Crown-of-thorns starfish, the scourge of Australia’s Great Barrier Reef, may have more natural predators than we thought.
A novel study of fish faeces and gut contents suggests a number of fish are interested in Acanthaster solaris, including popular eating and aquarium species.
The native starfish has surged to plague proportions three times since 1962, with a fourth under way. Each time it has caused a significant loss of large amounts of hard coral.
Increasing the amount of predation has long been touted as a potential solution to preventing outbreaks but, aside from a mollusc called the Giant Triton (Charonia tritonis), identifying what eats it has proved challenging.
Now a team of scientists led by Frederieke Kroon from the Australian Institute of Marine Science has applied a genetic marker unique for crown-of-thorns, developed at AIMS, to detect the presence of starfish DNA in fish faeces and gut contents.

Over three years, they used it on samples taken from 678 fish from 101 species, comprising 21 families, gathered from reefs experiencing varying levels of starfish outbreak.
The results, published in the journal Scientific Reports, confirm that at least 18 coral reef fish species – including Spangled Emperor (Lethrinus nebulosus), Redthroat Emperor (Lethrinus miniatus) and Blackspotted Puffer (Arothron nigropunctatus) – eat young or adult starfish.
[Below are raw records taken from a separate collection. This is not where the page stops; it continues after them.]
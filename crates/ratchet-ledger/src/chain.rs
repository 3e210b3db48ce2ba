//! The chaining function
//!
//! `digest(n) = SHA-256(DOMAIN_TAG || digest(n-1) || canonical_json(content(n)))`
//!
//! with `digest(0)` the genesis seed, `SHA-256(GENESIS_LABEL)`. Canonical JSON
//! sorts object keys recursively so a delta read back from storage hashes
//! the same as the delta that was written.

use crate::entry::{EntryContent, LedgerEntry, PendingEntry};
use crate::LedgerError;
use serde::{Deserialize, Serialize};
use serde_json::{Map, Value};
use sha2::{Digest, Sha256};
use std::fmt;

/// Label hashed to produce the genesis seed
pub const GENESIS_LABEL: &[u8] = b"ratchet/ledger/genesis/v1";

/// Prefix mixed into every chaining digest
const DOMAIN_TAG: &[u8] = b"ratchet/ledger/entry/v1\0";

/// A 32-byte chaining digest
#[derive(Clone, Copy, PartialEq, Eq, Hash, Serialize, Deserialize)]
#[serde(try_from = "String", into = "String")]
pub struct ChainDigest([u8; 32]);

impl ChainDigest {
    /// The well-known seed the first entry chains from
    pub fn genesis() -> Self {
        Self(Sha256::digest(GENESIS_LABEL).into())
    }

    /// Parse a 64-character hex digest
    pub fn from_hex(s: &str) -> Result<Self, LedgerError> {
        let bytes = hex::decode(s).map_err(|e| LedgerError::InvalidDigest(e.to_string()))?;
        let arr: [u8; 32] = bytes.try_into().map_err(|b: Vec<u8>| {
            LedgerError::InvalidDigest(format!("expected 32 bytes, got {}", b.len()))
        })?;
        Ok(Self(arr))
    }

    /// Lowercase hex rendering
    pub fn to_hex(&self) -> String {
        hex::encode(self.0)
    }
}

impl fmt::Debug for ChainDigest {
    fn fmt(&self, f: &mut fmt::Formatter<'_>) -> fmt::Result {
        write!(f, "ChainDigest({})", self.to_hex())
    }
}

impl fmt::Display for ChainDigest {
    fn fmt(&self, f: &mut fmt::Formatter<'_>) -> fmt::Result {
        f.write_str(&self.to_hex())
    }
}

impl TryFrom<String> for ChainDigest {
    type Error = LedgerError;

    fn try_from(s: String) -> Result<Self, Self::Error> {
        Self::from_hex(&s)
    }
}

impl From<ChainDigest> for String {
    fn from(d: ChainDigest) -> Self {
        d.to_hex()
    }
}

/// Recursively sort object keys
pub fn canonicalize(value: &Value) -> Value {
    match value {
        Value::Object(map) => {
            let mut keys: Vec<&String> = map.keys().collect();
            keys.sort();
            let mut sorted = Map::new();
            for key in keys {
                sorted.insert(key.clone(), canonicalize(&map[key]));
            }
            Value::Object(sorted)
        }
        Value::Array(items) => Value::Array(items.iter().map(canonicalize).collect()),
        other => other.clone(),
    }
}

pub(crate) fn chain_digest(
    previous: &ChainDigest,
    content: &EntryContent<'_>,
) -> Result<ChainDigest, LedgerError> {
    let canonical = canonicalize(&serde_json::to_value(content)?);
    let bytes = serde_json::to_vec(&canonical)?;

    let mut hasher = Sha256::new();
    hasher.update(DOMAIN_TAG);
    hasher.update(previous.0);
    hasher.update(&bytes);
    Ok(ChainDigest(hasher.finalize().into()))
}

/// Recompute the digest an entry should carry given its predecessor
pub fn expected_digest(
    previous: &ChainDigest,
    entry: &LedgerEntry,
) -> Result<ChainDigest, LedgerError> {
    chain_digest(previous, &entry.content())
}

/// The last sealed position of the chain
#[derive(Debug, Clone, Copy, PartialEq, Eq)]
pub struct ChainHead {
    /// Sequence number of the last entry (0 for an empty ledger)
    pub seq: u64,
    /// Digest of the last entry (genesis seed for an empty ledger)
    pub digest: ChainDigest,
}

impl ChainHead {
    /// Head of an empty ledger
    pub fn genesis() -> Self {
        Self {
            seq: 0,
            digest: ChainDigest::genesis(),
        }
    }

    /// Seal `pending` as the next entry after this head
    pub fn seal(&self, pending: PendingEntry) -> Result<LedgerEntry, LedgerError> {
        let mut entry = LedgerEntry {
            seq: self.seq + 1,
            actor: pending.actor,
            action: pending.action,
            entity: pending.entity,
            claim_id: pending.claim_id,
            delta: pending.delta,
            timestamp: pending.timestamp,
            digest: self.digest,
        };
        entry.digest = chain_digest(&self.digest, &entry.content())?;
        Ok(entry)
    }

    /// Head positioned at `entry`
    pub fn at(entry: &LedgerEntry) -> Self {
        Self {
            seq: entry.seq,
            digest: entry.digest,
        }
    }
}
Significantly, nine had not been previously been reported as doing so, including the Neon Damsel (Pomacentrus coelistis), Redspot Emperor (Lethrinus lentjan), and Blackspot Snapper (Lutjanus fulviflama).
“Our findings might also solve a mystery – why reef areas that are closed to commercial and recreational fishing tend to have fewer starfish than areas where fishing is allowed,” says Kroon, who worked with colleagues from AIMS, the CSIRO and the Great Barrier Reef Marine Park Authority.
New management approaches to mitigate crown-of-thorns outbreaks by enhancing coral reef fish predation should be seriously considered, the researchers write, “both on the GBR and on Indo-Pacific reefs more broadly”.